Playing in front of a live audience can be frightening, but playing next to college-level musicians can raise the nerves even higher. Luckily, the Davis High Symphonic Band is up to the challenge.
Sacramento State and UC Davis bands will perform with DHS musicians in the Festival of Bands at 7:30 p.m. Wednesday, Feb. 19, in the Brunelle Performance Hall at Davis High, 315 W. 14th St.
“We’re learning and experiencing how to play in a different environment than what we’re used to in the classroom. For some of us, it’s our first time working with college-level bands; that’s significant,” senior band member Daniella Reyes said.
Performing pieces such as “Suite Dreams” by Steven Bryant, “The Full Suite for Military Bands” by Gustav Holst and “Greenbushes” by Ralph Vaughan Williams, the night will feature music ranging from contemporary to classical to folk.

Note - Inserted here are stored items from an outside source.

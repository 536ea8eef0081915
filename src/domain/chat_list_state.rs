use chrono::{DateTime, Utc};

use super::{
    chat::Chat,
    ids::{ChatId, UserId},
    live_collection::{Change, LiveCollection},
};

#[derive(Debug, Clone, PartialEq, Eq)]
pub enum ChatListUiState {
    Loading,
    Ready,
    Empty,
    Error,
}

/// Inbox row for one chat, seen from the session user's side.
#[derive(Debug, Clone, PartialEq, Eq)]
pub struct ChatSummary {
    pub chat_id: ChatId,
    pub peer: UserId,
    pub unread_count: u32,
    pub last_message_preview: Option<String>,
    pub last_message_time: Option<DateTime<Utc>>,
}

/// An unread counter that went up for a chat, as observed by the inbox feed.
#[derive(Debug, Clone, PartialEq, Eq)]
pub struct UnreadBump {
    pub chat_id: ChatId,
    pub peer: UserId,
    pub unread_count: u32,
    pub last_message_preview: Option<String>,
}

#[derive(Debug, Clone)]
pub struct ChatListState {
    me: UserId,
    ui_state: ChatListUiState,
    chats: LiveCollection<Chat>,
}

impl ChatListState {
    pub fn new(me: UserId) -> Self {
        Self {
            me,
            ui_state: ChatListUiState::Loading,
            chats: LiveCollection::default(),
        }
    }

    pub fn ui_state(&self) -> ChatListUiState {
        self.ui_state.clone()
    }

    pub fn summaries(&self) -> Vec<ChatSummary> {
        self.chats
            .iter()
            .filter_map(|chat| self.summarize(chat))
            .collect()
    }

    pub fn unread_for(&self, chat_id: &ChatId) -> Option<u32> {
        self.chats.get(chat_id).map(|chat| chat.unread_for(&self.me))
    }

    /// Applies inbox changes and returns every chat whose unread counter for
    /// the session user increased.
    pub fn apply_changes(&mut self, changes: Vec<Change<Chat>>) -> Vec<UnreadBump> {
        let mut bumps = Vec::new();

        for change in changes {
            if let Change::Added(chat) | Change::Modified(chat) = &change {
                let before = self.unread_for(&chat.id).unwrap_or(0);
                let after = chat.unread_for(&self.me);
                if after > before {
                    if let Some(peer) = chat.peer_of(&self.me) {
                        bumps.push(UnreadBump {
                            chat_id: chat.id.clone(),
                            peer: peer.clone(),
                            unread_count: after,
                            last_message_preview: chat.last_message.clone(),
                        });
                    }
                }
            }
            self.chats.apply(change);
        }

        self.ui_state = if self.chats.is_empty() {
            ChatListUiState::Empty
        } else {
            ChatListUiState::Ready
        };
        bumps
    }

    pub fn set_error(&mut self) {
        self.ui_state = ChatListUiState::Error;
        self.chats.clear();
    }

    fn summarize(&self, chat: &Chat) -> Option<ChatSummary> {
        let peer = chat.peer_of(&self.me)?;
        Some(ChatSummary {
            chat_id: chat.id.clone(),
            peer: peer.clone(),
            unread_count: chat.unread_for(&self.me),
            last_message_preview: chat.last_message.clone(),
            last_message_time: chat.last_message_time,
        })
    }
}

“We will be playing a song that alludes to another song (‘Suite Dreams’),” senior flute section leader Seunghyun Kim said. “ ‘Suite Dreams’ has eccentric parts to it such as humming and improvising to convey an eerie tense sensation through the piece … so we create an intricate web of melody.”

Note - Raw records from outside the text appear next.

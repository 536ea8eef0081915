//! Domain layer: core entities and business rules.

pub mod chat;
pub mod chat_identity;
pub mod chat_list_state;
pub mod directory_state;
pub mod ids;
pub mod live_collection;
pub mod message;
pub mod open_chat_state;
pub mod user;

/// Returns the domain module name for smoke checks.
pub fn module_name() -> &'static str {
    "domain"
}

Apart from the distinct music played at this event, Festivity of Bands offers a notable learning opportunity for most DHS students. Junior band member Cliff Djajapranata hopes to learn from the methods of the senior musicians at the concert.
“It’s a great way for band members to learn from the other musicians, especially because we’ll be listening and playing with college-level ensembles,” Djajapranata said.
Senior band member Sabrina Williams notes the vast amount of preparation needed for the performance, rehearsing in class every day and preparing in sectionals after school once a week. She doesn’t complain, however, instead mentioning the chance to learn more expression through her music and expose herself to different ensembles, an invaluable window.
“We learn what they do differently so that we will be able to incorporate their techniques into our performances or practices,” Williams said. “It’s a way to compare ourselves and learn from each other.”
With the tight schedule, band members find it hard to cram in all the new music into the limited amount of time. To make use of every second, band director Tom Slabaugh doesn’t correct simple errors in musicality, instead focusing on the major flow of the group — how different instruments express their emotion through tone and delivery.
“We realize what we need to work on as an ensemble and what we need to work on individually,” Reyes said.
Many in Symphonic Band look forward to the Festivity with equal parts apprehension and eagerness. Junior band member Natalie Wheeler hopes the ensemble can reach its full potential and not disappoint.
“We want to put on the best performance we can, listening and learning from the college performers while applying it to our own playing,” Wheeler said.
The sound produced will be distinctive and fresh, and, mixed with the other bands, the music should create a new effect.
“Since we’ll be playing with different bands,” Kim said, “I’m excited for the unique full ensemble sound our band alone cannot create.”
For senior band member Eli Smith, the performance gives him a taste of what’s ahead, as college experience is just what most seniors are looking for at this time of the year.
“This event shows band members what you can expect later on down the road and what it really looks like to be a part of a college-level group,” Smith said, “It’s really a learning experience!”